use thiserror::Error;

#[derive(Error, Debug)]
pub enum BridgeError {
    #[error("Bridge capability not available: {0}")]
    NotAvailable(String),

    #[error("Bridge operation failed: {0}")]
    OperationFailed(String),

    #[error("Remote request failed with status {status}: {message}")]
    Http { status: u16, message: String },

    #[error("Local store error: {0}")]
    Storage(String),

    #[error("Not found: {0}")]
    NotFound(String),

    #[error("IO error: {0}")]
    Io(#[from] std::io::Error),
}

pub type Result<T> = std::result::Result<T, BridgeError>;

:::::

## Exercise:
From the data above, give every line again exactly as it appears.

## Result below:
use thiserror::Error;

#[derive(Error, Debug)]
pub enum BridgeError {
    #[error("Bridge capability not available: {0}")]
    NotAvailable(String),

    #[error("Bridge operation failed: {0}")]
    OperationFailed(String),

    #[error("Remote request failed with status {status}: {message}")]
    Http { status: u16, message: String },

    #[error("Local store error: {0}")]
    Storage(String),

    #[error("Not found: {0}")]
    NotFound(String),

    #[error("IO error: {0}")]
    Io(#[from] std::io::Error),
}

pub type Result<T> = std::result::Result<T, BridgeError>;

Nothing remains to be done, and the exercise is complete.